Citing “a dramatic increase” in interest in April, according to Cala’s chief executive officer and cofounder Andrew Wyatt, the collections that began development a few months prior are ready to be unwrapped for late summer previews and launches. One of the recent introductions is VacationClub, a brand founded by James Maslow, who is best known for the Nickelodeon show “Big Time Rush.”
Maslow aims for the brand to be “an outlet for a daily escape” where consumers can find community in a mutual love of adventure — timely for escapist fashion trends. Each drop of VacationClub’s “Adventure Kits” prioritizes comfort, activity and bright colors inspired by the founder’s upbringing in Venice, Calif. The first drop has three lines, designed for the “surfer,” “explorer” or “romantic.” The collection ranges in price from $10 to $60.
The brand began its first access preview this past week and sold out of more than 45 percent of the available inventory in the first two days, according to Cala brand president for VacationClub and industry veteran PC Chandra.
While many brand owners opted to delay or cancel launches due to the pandemic, Cala’s “plug and play digital infrastructure” already streamlined processes like design, prototyping and communications within its platform.
“The pandemic did not create the need to move to this new way of working, it just made it a necessary reality for any fashion brand’s survival,” Chandra said.
Chandra stressed that Cala’s direct-to-consumer drop model is inherently more sustainable, designed to have full sell-through and thus reduce wasted inventory.
“Cala has created a proprietary digital-first sourcing platform to cost-effectively run small manufacturing units. This is a big distinction and competitive advantage for d-t-c brands. We are not bogged down by the excess inventory that has burdened incumbent fashion brands,” he added.
It’s “now or never” for fashion’s digital transformation, as per a McKinsey & Co. report from May, which said “digital and analytic leaders have an advantage today” but they could “lose it if other players accelerate their transformation.”

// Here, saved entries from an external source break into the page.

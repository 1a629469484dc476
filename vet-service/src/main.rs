use service_core::observability::init_tracing;
use tokio::signal;
use vet_service::config::VetConfig;
use vet_service::startup::Application;

async fn shutdown_signal() {
    let ctrl_c = async {
        if let Err(e) = signal::ctrl_c().await {
            tracing::error!("Failed to install Ctrl+C handler: {}", e);
            std::future::pending::<()>().await;
        }
    };

    #[cfg(unix)]
    let terminate = async {
        match signal::unix::signal(signal::unix::SignalKind::terminate()) {
            Ok(mut sigterm) => {
                sigterm.recv().await;
            }
            Err(e) => {
                tracing::error!("Failed to install SIGTERM handler: {}", e);
                std::future::pending::<()>().await;
            }
        }
    };

    #[cfg(not(unix))]
    let terminate = std::future::pending::<()>();

    tokio::select! {
        _ = ctrl_c => {},
        _ = terminate => {},
    }

    tracing::info!("Shutdown signal received");
}

#[tokio::main]
async fn main() -> std::io::Result<()> {
    init_tracing("vet-service", "info");

    let config = VetConfig::load().map_err(|e| {
        tracing::error!("Failed to load configuration: {}", e);
        std::io::Error::other(format!("Configuration error: {}", e))
    })?;

    let app = Application::build(config).await.map_err(|e| {
        tracing::error!("Failed to build application: {}", e);
        std::io::Error::other(format!("Startup error: {}", e))
    })?;

    app.run_until(shutdown_signal()).await
}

“We are continuously testing sustainability-oriented product manufacturing, production and supply chain innovations across our brands. Sustainability will continue to play a bigger role with future brands and collections coming from Cala,” according to Chandra.
Maintaining an obsession with consumer data, the drops on Cala are most set up for success when the teams comb metrics hourly and constantly taper their messaging “to best respond to the consumer” in a test-and-learn approach, Chandra said.
With the average influencer client boasting around 3 million followers, Cala has more than 30 influencers slated to introduce collections with little to no technical expertise or knowledge of garment manufacturing.